ということで、You Tubeを使って、彼のその他の演奏も聴いてみた。有名なJazz Musicianとの共演も面白かったけれど、私が「スゲー」と相好を崩して降参してしまったのは、Doors/ Light my fire。このソロピアノはスゴイ。クラシックピアニストのタッチじゃないよ、ちゃんとロックしている・このグルーブ感はすげえカッコよかw。
Guldaって、どのジャンルの音楽に対しても、真剣に取り組んだ音楽家なんだということがよく分かる。Wikipedia、や、他の方できちんとした評論を書いて下さっているブログがあるので、彼の来歴や音楽的キャリアは割愛させてもらうけれど、You Tubeにアップされた演奏を観ていくうちに、クラシックだけではなくポピュラー音楽に対してもちゃんと分析して本質を捉えた上で演奏していることが分かった。あらゆる音楽がご本人の血となり肉となって我々に提示されている。そんな印象を持ってた。決して器用にとかそういう事ではなくて、あらゆるジャンルの音楽がGuldaという精神を通して昇華されているのだ。
やっぱり生まれ変わるんだったら、ムード映画音楽専門の作曲家もいいけれど、Guldaに生まれ変わりたいなあ。あらゆるジャンルの音楽を吸収して自分の魂の赴くままに、ピアノを弾きまくるそういうモノにワタシはナリタイ.....w。

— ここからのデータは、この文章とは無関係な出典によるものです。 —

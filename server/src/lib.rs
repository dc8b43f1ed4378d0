//! Mentionbot Server
//!
//! Answers social mentions: a webhook gateway acknowledges each mention at
//! once, an AI agent turns the prompt into a reply, and a rate-limited queue
//! posts the reply back to the network.

pub mod agent;
pub mod api;
pub mod audit;
pub mod config;
pub mod db;
pub mod mentions;
pub mod observability;
pub mod publish;
pub mod ratelimit;
pub mod replies;
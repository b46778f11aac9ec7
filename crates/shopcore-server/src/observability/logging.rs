//! Structured logging setup.
//!
//! The primitives log through `tracing`: `debug` for flushes and fetches,
//! `warn` for degraded cache lookups and failed flushes or revalidations.
//! This module installs a `tracing-subscriber` that renders those events as
//! pretty text or JSON.
//!
//! ```json
//! {"timestamp":"2026-01-15T10:30:00.000Z","level":"WARN","fields":{"message":"batch flush failed","batch":"variant-prices","size":12},"target":"shopcore_server::batch::window"}
//! ```
//!
//! # Usage
//!
//! ```ignore
//! use shopcore_server::observability::{init_logging, LoggingConfig};
//!
//! init_logging(LoggingConfig::from(&core_config.logging));
//! ```

use tracing::Level;
use tracing_subscriber::{
    fmt::{self, format::FmtSpan},
    prelude::*,
    EnvFilter,
};

/// Output format and verbosity.
#[derive(Debug, Clone)]
pub struct LoggingConfig {
    /// JSON (true) or pretty text (false).
    pub json_format: bool,
    /// Used when `RUST_LOG` is not set.
    pub default_level: Level,
    /// Emit span enter/exit events.
    pub include_spans: bool,
}

impl Default for LoggingConfig {
    fn default() -> Self {
        Self {
            json_format: false,
            default_level: Level::INFO,
            include_spans: false,
        }
    }
}

impl LoggingConfig {
    pub fn json() -> Self {
        Self {
            json_format: true,
            ..Default::default()
        }
    }

    pub fn text() -> Self {
        Self {
            json_format: false,
            ..Default::default()
        }
    }

    pub fn with_level(mut self, level: Level) -> Self {
        self.default_level = level;
        self
    }

    pub fn with_spans(mut self) -> Self {
        self.include_spans = true;
        self
    }

    fn filter(&self) -> EnvFilter {
        EnvFilter::try_from_default_env()
            .unwrap_or_else(|_| EnvFilter::new(self.default_level.to_string()))
    }

    fn span_events(&self) -> FmtSpan {
        if self.include_spans {
            FmtSpan::ENTER | FmtSpan::EXIT
        } else {
            FmtSpan::NONE
        }
    }
}

/// Installs the global subscriber.
///
/// Returns `false` when a global subscriber was already set; the existing one
/// stays in place.
pub fn init_logging(config: LoggingConfig) -> bool {
    let filter = config.filter();
    let span_events = config.span_events();

    let installed = if config.json_format {
        let subscriber = tracing_subscriber::registry().with(filter).with(
            fmt::layer()
                .json()
                .with_span_events(span_events)
                .with_current_span(true)
                .with_target(true)
                .with_file(false)
                .with_line_number(false),
        );
        tracing::subscriber::set_global_default(subscriber).is_ok()
    } else {
        let subscriber = tracing_subscriber::registry().with(filter).with(
            fmt::layer()
                .pretty()
                .with_span_events(span_events)
                .with_target(true),
        );
        tracing::subscriber::set_global_default(subscriber).is_ok()
    };

    if installed {
        tracing::debug!(
            json = config.json_format,
            level = %config.default_level,
            "logging initialized"
        );
    }
    installed
}

/// JSON subscriber writing to `writer`, for capturing log output in tests.
pub fn create_json_layer<W>(writer: W) -> impl tracing::Subscriber + Send + Sync
where
    W: for<'writer> tracing_subscriber::fmt::MakeWriter<'writer> + Send + Sync + 'static,
{
    tracing_subscriber::registry()
        .with(EnvFilter::new("trace"))
        .with(
            fmt::layer()
                .json()
                .with_writer(writer)
                .with_target(true)
                .with_current_span(true),
        )
}
//! Configuration for the coalescing primitives.
//!
//! Configuration is loaded from multiple sources:
//! 1. Default values (hardcoded)
//! 2. Configuration file (YAML)
//! 3. Environment variables (override)
//!
//! Environment variables take precedence over file values, which take
//! precedence over defaults.
//!
//! # Example
//!
//! ```ignore
//! use shopcore_server::config::CoreConfig;
//!
//! let config = CoreConfig::load("shopcore.yaml")?;
//! let window = BatchWindow::new(config.batch.window_config());
//! ```

use std::path::Path;
use std::time::Duration;

use config::{Config, ConfigError, Environment, File, FileFormat};
use serde::{Deserialize, Serialize};
use shopcore_domain::resource::{ResourceConfig, DEFAULT_FAILURE_STREAK_TTL};
use tracing::Level;

use crate::batch::{
    BatchWindowConfig, PartitionConfig, DEFAULT_MAX_BATCH_SIZE, DEFAULT_MAX_BATCH_TIME,
    DEFAULT_WAIT,
};
use crate::observability::LoggingConfig;

const ENV_PREFIX: &str = "SHOPCORE";

/// Top-level configuration.
#[derive(Debug, Clone, Default, Deserialize, Serialize, PartialEq)]
pub struct CoreConfig {
    #[serde(default)]
    pub batch: BatchSettings,

    #[serde(default)]
    pub partition: PartitionSettings,

    #[serde(default)]
    pub cache: CacheSettings,

    #[serde(default)]
    pub resource: ResourceSettings,

    #[serde(default)]
    pub logging: LoggingSettings,
}

/// Debounced batch window settings.
///
/// ```yaml
/// batch:
///   wait_ms: 50
///   max_size: 200
/// ```
#[derive(Debug, Clone, Deserialize, Serialize, PartialEq)]
pub struct BatchSettings {
    /// Quiet period in milliseconds.
    /// Environment variable: `SHOPCORE_BATCH__WAIT_MS`
    #[serde(default = "default_batch_wait_ms")]
    pub wait_ms: u64,

    /// Eager-flush threshold. Unbounded when absent.
    /// Environment variable: `SHOPCORE_BATCH__MAX_SIZE`
    #[serde(default)]
    pub max_size: Option<usize>,
}

impl Default for BatchSettings {
    fn default() -> Self {
        Self {
            wait_ms: default_batch_wait_ms(),
            max_size: None,
        }
    }
}

impl BatchSettings {
    pub fn window_config(&self) -> BatchWindowConfig {
        BatchWindowConfig {
            wait: Duration::from_millis(self.wait_ms),
            max_size: self.max_size,
        }
    }
}

fn default_batch_wait_ms() -> u64 {
    DEFAULT_WAIT.as_millis() as u64
}

/// Partitioned micro-batching settings.
#[derive(Debug, Clone, Deserialize, Serialize, PartialEq)]
pub struct PartitionSettings {
    #[serde(default = "default_max_batch_size")]
    pub max_batch_size: usize,

    /// Fixed window in milliseconds.
    #[serde(default = "default_max_batch_time_ms")]
    pub max_batch_time_ms: u64,
}

impl Default for PartitionSettings {
    fn default() -> Self {
        Self {
            max_batch_size: default_max_batch_size(),
            max_batch_time_ms: default_max_batch_time_ms(),
        }
    }
}

impl PartitionSettings {
    pub fn partition_config(&self) -> PartitionConfig {
        PartitionConfig {
            max_batch_size: self.max_batch_size,
            max_batch_time: Duration::from_millis(self.max_batch_time_ms),
        }
    }
}

fn default_max_batch_size() -> usize {
    DEFAULT_MAX_BATCH_SIZE
}

fn default_max_batch_time_ms() -> u64 {
    DEFAULT_MAX_BATCH_TIME.as_millis() as u64
}

/// TTL cache settings.
#[derive(Debug, Clone, Deserialize, Serialize, PartialEq)]
pub struct CacheSettings {
    /// Entry lifetime in milliseconds.
    #[serde(default = "default_cache_ttl_ms")]
    pub ttl_ms: u64,
}

impl Default for CacheSettings {
    fn default() -> Self {
        Self {
            ttl_ms: default_cache_ttl_ms(),
        }
    }
}

impl CacheSettings {
    pub fn ttl(&self) -> Duration {
        Duration::from_millis(self.ttl_ms)
    }
}

fn default_cache_ttl_ms() -> u64 {
    60_000
}

/// Single-flight resource settings.
#[derive(Debug, Clone, Deserialize, Serialize, PartialEq)]
pub struct ResourceSettings {
    /// Serve stale values while revalidating.
    /// Environment variable: `SHOPCORE_RESOURCE__REVALIDATE_IN_BACKGROUND`
    #[serde(default)]
    pub revalidate_in_background: bool,

    /// Consecutive fetch failures after which a key's cached value is
    /// cleared. Failures are only logged when absent.
    #[serde(default)]
    pub evict_after_failures: Option<u32>,

    /// Milliseconds after its last failure that a failure streak is
    /// forgotten.
    #[serde(default = "default_failure_streak_ttl_ms")]
    pub failure_streak_ttl_ms: u64,
}

impl Default for ResourceSettings {
    fn default() -> Self {
        Self {
            revalidate_in_background: false,
            evict_after_failures: None,
            failure_streak_ttl_ms: default_failure_streak_ttl_ms(),
        }
    }
}

impl ResourceSettings {
    pub fn resource_config(&self) -> ResourceConfig {
        ResourceConfig {
            revalidate_in_background: self.revalidate_in_background,
            evict_after_failures: self.evict_after_failures,
            failure_streak_ttl: Duration::from_millis(self.failure_streak_ttl_ms),
        }
    }
}

fn default_failure_streak_ttl_ms() -> u64 {
    DEFAULT_FAILURE_STREAK_TTL.as_millis() as u64
}

/// Logging settings.
#[derive(Debug, Clone, Deserialize, Serialize, PartialEq)]
pub struct LoggingSettings {
    /// Log level: "trace", "debug", "info", "warn", "error"
    #[serde(default = "default_log_level")]
    pub level: String,

    /// Use JSON format (true for production, false for development)
    #[serde(default)]
    pub json: bool,
}

impl Default for LoggingSettings {
    fn default() -> Self {
        Self {
            level: default_log_level(),
            json: false,
        }
    }
}

impl From<&LoggingSettings> for LoggingConfig {
    fn from(settings: &LoggingSettings) -> Self {
        let config = if settings.json {
            LoggingConfig::json()
        } else {
            LoggingConfig::text()
        };
        // `validate` restricts the level to names tracing understands.
        let level = settings.level.parse().unwrap_or(Level::INFO);
        config.with_level(level)
    }
}

fn default_log_level() -> String {
    "info".to_string()
}

/// Error type for configuration loading.
#[derive(Debug, thiserror::Error)]
pub enum ConfigLoadError {
    #[error("failed to load configuration: {0}")]
    Load(#[from] ConfigError),

    #[error("configuration file not found: {path}")]
    FileNotFound { path: String },

    #[error("invalid configuration: {message}")]
    Invalid { message: String },
}

impl ConfigLoadError {
    fn invalid(message: impl Into<String>) -> Self {
        Self::Invalid {
            message: message.into(),
        }
    }
}

impl CoreConfig {
    /// Loads configuration from a YAML file with environment overrides.
    ///
    /// Environment variables are prefixed with `SHOPCORE_` and use `__` as
    /// separator, e.g. `SHOPCORE_BATCH__WAIT_MS=20` overrides `batch.wait_ms`.
    pub fn load<P: AsRef<Path>>(path: P) -> Result<Self, ConfigLoadError> {
        let path = path.as_ref();

        if !path.exists() {
            return Err(ConfigLoadError::FileNotFound {
                path: path.display().to_string(),
            });
        }

        let config = Config::builder()
            .add_source(Config::try_from(&CoreConfig::default())?)
            .add_source(File::from(path).format(FileFormat::Yaml))
            .add_source(environment())
            .build()?;

        let core_config: CoreConfig = config.try_deserialize()?;
        core_config.validate()?;

        Ok(core_config)
    }

    /// Loads defaults with environment overrides only.
    pub fn from_env() -> Result<Self, ConfigLoadError> {
        let config = Config::builder()
            .add_source(Config::try_from(&CoreConfig::default())?)
            .add_source(environment())
            .build()?;

        let core_config: CoreConfig = config.try_deserialize()?;
        core_config.validate()?;

        Ok(core_config)
    }

    /// Rejects settings the primitives cannot run with.
    pub fn validate(&self) -> Result<(), ConfigLoadError> {
        if self.batch.wait_ms == 0 {
            return Err(ConfigLoadError::invalid(
                "batch.wait_ms must be greater than 0",
            ));
        }
        if self.batch.max_size == Some(0) {
            return Err(ConfigLoadError::invalid(
                "batch.max_size must be greater than 0 when set",
            ));
        }
        if self.partition.max_batch_size == 0 {
            return Err(ConfigLoadError::invalid(
                "partition.max_batch_size must be greater than 0",
            ));
        }
        if self.partition.max_batch_time_ms == 0 {
            return Err(ConfigLoadError::invalid(
                "partition.max_batch_time_ms must be greater than 0",
            ));
        }
        if self.cache.ttl_ms == 0 {
            return Err(ConfigLoadError::invalid(
                "cache.ttl_ms must be greater than 0",
            ));
        }
        if self.resource.evict_after_failures == Some(0) {
            return Err(ConfigLoadError::invalid(
                "resource.evict_after_failures must be greater than 0 when set",
            ));
        }
        if self.resource.failure_streak_ttl_ms == 0 {
            return Err(ConfigLoadError::invalid(
                "resource.failure_streak_ttl_ms must be greater than 0",
            ));
        }

        let valid_levels = ["trace", "debug", "info", "warn", "error"];
        if !valid_levels.contains(&self.logging.level.to_lowercase().as_str()) {
            return Err(ConfigLoadError::invalid(format!(
                "logging.level must be one of: {:?}, got: {}",
                valid_levels, self.logging.level
            )));
        }

        Ok(())
    }
}

/// `SHOPCORE_BATCH__WAIT_MS` -> `batch.wait_ms`
fn environment() -> Environment {
    Environment::with_prefix(ENV_PREFIX)
        .prefix_separator("_")
        .separator("__")
        .try_parsing(true)
}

彼の演奏を聴いていると、私は本当に“音楽好き”で良かったと思える。ロック好きとか、ジャズ好きとか、クラシック音楽好きとかあるジャンルを偏愛するのではなく、“ジャンルを問わず音楽が好き”という態度というか価値観を自分が持てていたことにこのヒトに出会えて改めて認識することが出来た。このヒトが西洋で発生した音楽を偏見なく吸収しそして愛しむように演奏したその心を、こちらも何の偏見もなく素直に受け止めて彼の演奏を愛する“音楽好き”で良かったとしみじみと思うのだ。そんな想いに至りとても幸福な気分を味わうことが出来た。

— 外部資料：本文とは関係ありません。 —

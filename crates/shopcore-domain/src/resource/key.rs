//! Deterministic hashing of request arguments.

use serde::Serialize;
use serde_json::Value;
use sha2::{Digest, Sha256};

use crate::error::{DomainError, DomainResult};

/// Derives a stable de-duplication key for `argument`.
///
/// The argument is serialized to JSON with object keys sorted at every
/// level, then hashed with SHA-256. Two arguments that are equal by value
/// produce the same key regardless of map insertion order.
pub fn stable_key<T>(argument: &T) -> DomainResult<String>
where
    T: Serialize + ?Sized,
{
    let value = serde_json::to_value(argument).map_err(|err| DomainError::KeyEncoding {
        message: err.to_string(),
    })?;

    let mut canonical = String::new();
    write_canonical(&value, &mut canonical);

    Ok(hex::encode(Sha256::digest(canonical.as_bytes())))
}

fn write_canonical(value: &Value, out: &mut String) {
    match value {
        Value::Object(map) => {
            let mut fields: Vec<(&String, &Value)> = map.iter().collect();
            fields.sort_by(|a, b| a.0.cmp(b.0));

            out.push('{');
            for (i, (name, field)) in fields.into_iter().enumerate() {
                if i > 0 {
                    out.push(',');
                }
                out.push_str(&Value::String(name.clone()).to_string());
                out.push(':');
                write_canonical(field, out);
            }
            out.push('}');
        }
        Value::Array(items) => {
            out.push('[');
            for (i, item) in items.iter().enumerate() {
                if i > 0 {
                    out.push(',');
                }
                write_canonical(item, out);
            }
            out.push(']');
        }
        scalar => out.push_str(&scalar.to_string()),
    }
}
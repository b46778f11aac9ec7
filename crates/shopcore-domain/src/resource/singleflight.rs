//! Singleflight registry for deduplicating concurrent revalidations.

use std::hash::Hash;
use std::sync::Arc;

use dashmap::DashMap;
use tokio::sync::broadcast;

/// Result of trying to acquire a singleflight slot.
pub enum SingleflightSlot<V> {
    /// We won the race and must run the operation.
    /// Contains the sender used to broadcast its outcome.
    Leader(broadcast::Sender<V>),
    /// Another task is running it; wait for its outcome.
    Follower(broadcast::Receiver<V>),
}

/// Registry of in-flight operations keyed by `K`, each broadcasting a `V`.
///
/// When multiple callers ask for the same key concurrently, only the first
/// becomes the leader and runs the operation; the rest subscribe to its
/// outcome.
pub struct Singleflight<K, V>
where
    K: Hash + Eq,
{
    in_flight: DashMap<K, broadcast::Sender<V>>,
}

impl<K, V> Singleflight<K, V>
where
    K: Hash + Eq + Clone,
    V: Clone,
{
    pub fn new() -> Self {
        Self {
            in_flight: DashMap::new(),
        }
    }

    /// Atomically joins or registers the operation for `key`.
    ///
    /// Check-and-insert happens under the entry lock, so two callers can
    /// never both become leader for the same key.
    pub fn acquire(&self, key: K) -> SingleflightSlot<V> {
        use dashmap::mapref::entry::Entry;

        match self.in_flight.entry(key) {
            Entry::Occupied(entry) => SingleflightSlot::Follower(entry.get().subscribe()),
            Entry::Vacant(entry) => {
                let (tx, _rx) = broadcast::channel(1);
                entry.insert(tx.clone());
                SingleflightSlot::Leader(tx)
            }
        }
    }

    /// Removes a settled operation.
    pub fn complete(&self, key: &K) {
        self.in_flight.remove(key);
    }

    /// Number of operations currently in flight.
    pub fn len(&self) -> usize {
        self.in_flight.len()
    }

    pub fn is_empty(&self) -> bool {
        self.in_flight.is_empty()
    }
}

impl<K, V> Default for Singleflight<K, V>
where
    K: Hash + Eq + Clone,
    V: Clone,
{
    fn default() -> Self {
        Self::new()
    }
}

/// RAII guard that removes the registry entry when the leader settles.
///
/// Owns an `Arc` to the registry so it can travel into a spawned task; if
/// that task panics the entry is still removed on unwind.
pub struct SingleflightGuard<K, V>
where
    K: Hash + Eq + Clone,
    V: Clone,
{
    singleflight: Arc<Singleflight<K, V>>,
    key: K,
    completed: bool,
}

impl<K, V> SingleflightGuard<K, V>
where
    K: Hash + Eq + Clone,
    V: Clone,
{
    pub fn new(singleflight: Arc<Singleflight<K, V>>, key: K) -> Self {
        Self {
            singleflight,
            key,
            completed: false,
        }
    }

    /// Mark as completed (normal path, not panic).
    pub fn complete(mut self) {
        self.singleflight.complete(&self.key);
        self.completed = true;
    }
}

impl<K, V> Drop for SingleflightGuard<K, V>
where
    K: Hash + Eq + Clone,
    V: Clone,
{
    fn drop(&mut self) {
        if !self.completed {
            self.singleflight.complete(&self.key);
        }
    }
}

てなわけで、Mr. Manciniには大変申し訳ないのだけど、しばらくお休みしていただくことになりw、予定を変更してこの夏はGULDA祭りをしていこうかと思っているw。まずは、彼が愛してやまなかったMozartのpiano concerto辺りから…….。
(終わり)
追記;ちょっと訂正とお詫びがあります。「音楽を聴く悦び①」を読んだイチロウが珍しく、ちょっと「訂正してくれろ」と抗議をしてきまして、私が「イチロウは、彼のどストライクのものに対しては控えめで、彼のストライクから微妙に外れたものをこちらに勧めてくる」と表現した箇所に異議があるとのこと。彼曰く「原石を拾ってきて、マサキに磨いてもらいたいものを投げているのであって、その背景にはマサキを畏れているからなんだ。」「マサキに酷評されたりスルーされると結構参ってしまうんだぜ」と申します。「自分の中でマサキにどう評価されても、もう自分は納得してしまっているものは言わないんだよ」と。
「?」それはイチロウにとってどストライクなものは、やはりこちらには言って来ないのとどうちゃうのか?と思ったのですが、どうも“イチロウ的にも評価し辛いものをこのマサキに図って吟味して貰おうとしている”とのことなのでしょう。そういうことなのだということをここに付記しておけということなので、訂正して追記させていただきますw。